The problem: Please show all lines of the records that include "instrument".

####################

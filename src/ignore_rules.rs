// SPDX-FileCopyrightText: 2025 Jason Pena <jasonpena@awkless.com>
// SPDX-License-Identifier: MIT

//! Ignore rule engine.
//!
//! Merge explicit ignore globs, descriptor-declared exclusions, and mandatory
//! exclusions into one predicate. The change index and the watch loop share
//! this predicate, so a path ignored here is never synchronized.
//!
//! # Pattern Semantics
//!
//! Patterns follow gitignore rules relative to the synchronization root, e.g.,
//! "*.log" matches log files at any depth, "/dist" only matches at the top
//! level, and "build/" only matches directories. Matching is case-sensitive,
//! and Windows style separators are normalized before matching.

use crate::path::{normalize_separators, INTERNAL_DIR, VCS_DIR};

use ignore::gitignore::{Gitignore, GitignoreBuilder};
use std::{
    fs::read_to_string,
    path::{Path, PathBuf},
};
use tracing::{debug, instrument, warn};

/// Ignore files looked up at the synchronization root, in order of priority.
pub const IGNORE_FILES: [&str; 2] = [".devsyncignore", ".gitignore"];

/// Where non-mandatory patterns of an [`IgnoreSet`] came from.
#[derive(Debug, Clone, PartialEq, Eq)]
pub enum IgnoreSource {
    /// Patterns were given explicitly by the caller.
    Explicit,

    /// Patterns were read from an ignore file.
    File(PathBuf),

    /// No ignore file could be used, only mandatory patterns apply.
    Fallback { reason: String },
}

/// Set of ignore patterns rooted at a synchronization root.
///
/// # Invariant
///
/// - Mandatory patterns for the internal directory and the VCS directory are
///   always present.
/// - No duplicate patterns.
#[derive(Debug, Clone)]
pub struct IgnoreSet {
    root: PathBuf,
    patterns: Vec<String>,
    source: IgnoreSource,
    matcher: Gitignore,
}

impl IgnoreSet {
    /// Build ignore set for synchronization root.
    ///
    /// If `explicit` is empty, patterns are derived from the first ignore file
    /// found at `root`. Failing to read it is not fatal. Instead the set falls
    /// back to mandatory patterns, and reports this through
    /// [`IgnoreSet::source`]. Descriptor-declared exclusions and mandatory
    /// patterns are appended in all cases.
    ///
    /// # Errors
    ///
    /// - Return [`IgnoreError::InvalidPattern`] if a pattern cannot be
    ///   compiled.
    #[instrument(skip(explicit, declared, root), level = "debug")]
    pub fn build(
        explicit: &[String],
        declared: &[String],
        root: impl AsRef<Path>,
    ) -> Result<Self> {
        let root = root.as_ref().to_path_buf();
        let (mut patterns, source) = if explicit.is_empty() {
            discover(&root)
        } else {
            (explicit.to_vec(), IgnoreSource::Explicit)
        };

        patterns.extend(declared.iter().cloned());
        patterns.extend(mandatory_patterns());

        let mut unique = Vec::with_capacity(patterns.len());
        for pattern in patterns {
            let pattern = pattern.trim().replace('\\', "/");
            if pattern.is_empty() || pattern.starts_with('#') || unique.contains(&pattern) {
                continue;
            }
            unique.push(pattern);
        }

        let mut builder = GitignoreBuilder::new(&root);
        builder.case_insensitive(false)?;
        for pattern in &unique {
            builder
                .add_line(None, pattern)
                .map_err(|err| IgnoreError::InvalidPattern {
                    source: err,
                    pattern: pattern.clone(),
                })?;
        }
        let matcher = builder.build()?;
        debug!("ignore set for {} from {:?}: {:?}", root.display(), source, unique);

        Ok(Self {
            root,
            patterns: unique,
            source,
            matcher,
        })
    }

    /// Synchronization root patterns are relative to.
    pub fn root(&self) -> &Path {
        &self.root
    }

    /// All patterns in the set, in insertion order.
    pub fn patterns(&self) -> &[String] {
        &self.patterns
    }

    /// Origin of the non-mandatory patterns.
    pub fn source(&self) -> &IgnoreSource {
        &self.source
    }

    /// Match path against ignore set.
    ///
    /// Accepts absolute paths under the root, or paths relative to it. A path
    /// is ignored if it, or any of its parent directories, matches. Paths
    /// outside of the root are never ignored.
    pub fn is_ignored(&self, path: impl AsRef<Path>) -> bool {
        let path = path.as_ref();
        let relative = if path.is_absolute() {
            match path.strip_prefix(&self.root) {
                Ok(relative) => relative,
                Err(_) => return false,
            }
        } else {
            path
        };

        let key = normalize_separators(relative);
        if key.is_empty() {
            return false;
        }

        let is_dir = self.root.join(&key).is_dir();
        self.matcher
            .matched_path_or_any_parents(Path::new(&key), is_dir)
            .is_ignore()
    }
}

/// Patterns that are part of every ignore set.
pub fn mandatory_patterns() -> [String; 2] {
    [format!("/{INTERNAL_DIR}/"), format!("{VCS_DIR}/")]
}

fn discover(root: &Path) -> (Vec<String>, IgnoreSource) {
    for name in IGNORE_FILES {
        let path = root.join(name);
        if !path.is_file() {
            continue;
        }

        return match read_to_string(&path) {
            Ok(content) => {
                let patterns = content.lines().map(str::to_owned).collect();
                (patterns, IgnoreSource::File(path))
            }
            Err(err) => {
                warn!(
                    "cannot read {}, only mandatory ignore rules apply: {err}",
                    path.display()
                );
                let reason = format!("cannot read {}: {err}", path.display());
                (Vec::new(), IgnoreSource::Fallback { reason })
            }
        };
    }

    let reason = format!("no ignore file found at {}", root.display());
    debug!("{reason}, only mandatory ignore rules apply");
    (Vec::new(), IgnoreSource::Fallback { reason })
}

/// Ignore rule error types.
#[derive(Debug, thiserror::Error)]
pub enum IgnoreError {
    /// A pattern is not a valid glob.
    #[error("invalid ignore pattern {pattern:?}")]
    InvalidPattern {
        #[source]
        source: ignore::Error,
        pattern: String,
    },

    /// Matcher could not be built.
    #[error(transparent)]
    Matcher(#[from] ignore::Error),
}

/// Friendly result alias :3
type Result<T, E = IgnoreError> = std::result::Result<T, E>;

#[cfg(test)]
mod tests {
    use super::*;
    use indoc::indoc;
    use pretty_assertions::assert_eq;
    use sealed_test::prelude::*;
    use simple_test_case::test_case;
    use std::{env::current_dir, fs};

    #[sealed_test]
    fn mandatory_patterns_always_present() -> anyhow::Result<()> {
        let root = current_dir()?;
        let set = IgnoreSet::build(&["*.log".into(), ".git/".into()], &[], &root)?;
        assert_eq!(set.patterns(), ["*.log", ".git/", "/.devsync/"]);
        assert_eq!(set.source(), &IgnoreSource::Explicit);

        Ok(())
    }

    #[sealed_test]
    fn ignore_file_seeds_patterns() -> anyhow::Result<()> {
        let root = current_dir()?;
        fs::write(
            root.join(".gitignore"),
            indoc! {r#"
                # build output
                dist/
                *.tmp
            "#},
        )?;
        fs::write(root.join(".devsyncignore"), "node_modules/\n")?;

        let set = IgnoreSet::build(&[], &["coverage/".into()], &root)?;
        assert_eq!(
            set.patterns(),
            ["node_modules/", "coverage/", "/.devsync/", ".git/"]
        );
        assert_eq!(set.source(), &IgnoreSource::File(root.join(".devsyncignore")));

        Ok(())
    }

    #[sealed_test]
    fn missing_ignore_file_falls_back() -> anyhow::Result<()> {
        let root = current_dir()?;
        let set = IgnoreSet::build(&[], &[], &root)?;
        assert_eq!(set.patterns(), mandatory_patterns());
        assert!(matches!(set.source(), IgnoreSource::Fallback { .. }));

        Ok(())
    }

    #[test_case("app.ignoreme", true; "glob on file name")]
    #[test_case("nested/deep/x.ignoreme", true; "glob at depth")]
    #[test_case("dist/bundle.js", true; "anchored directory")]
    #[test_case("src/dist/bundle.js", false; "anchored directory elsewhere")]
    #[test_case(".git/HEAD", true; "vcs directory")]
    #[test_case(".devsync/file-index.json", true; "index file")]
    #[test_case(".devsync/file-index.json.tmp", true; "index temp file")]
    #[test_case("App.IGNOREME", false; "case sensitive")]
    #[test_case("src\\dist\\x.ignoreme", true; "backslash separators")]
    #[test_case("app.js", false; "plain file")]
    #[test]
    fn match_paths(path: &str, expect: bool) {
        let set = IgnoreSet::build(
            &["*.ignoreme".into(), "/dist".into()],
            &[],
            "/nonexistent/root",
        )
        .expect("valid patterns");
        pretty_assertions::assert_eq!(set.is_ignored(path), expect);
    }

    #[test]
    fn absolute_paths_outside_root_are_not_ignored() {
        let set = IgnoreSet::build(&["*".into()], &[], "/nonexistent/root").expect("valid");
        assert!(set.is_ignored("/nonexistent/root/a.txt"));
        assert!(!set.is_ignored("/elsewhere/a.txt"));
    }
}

####################

Reply:
use tracing::{debug, instrument, warn};
    #[instrument(skip(explicit, declared, root), level = "debug")]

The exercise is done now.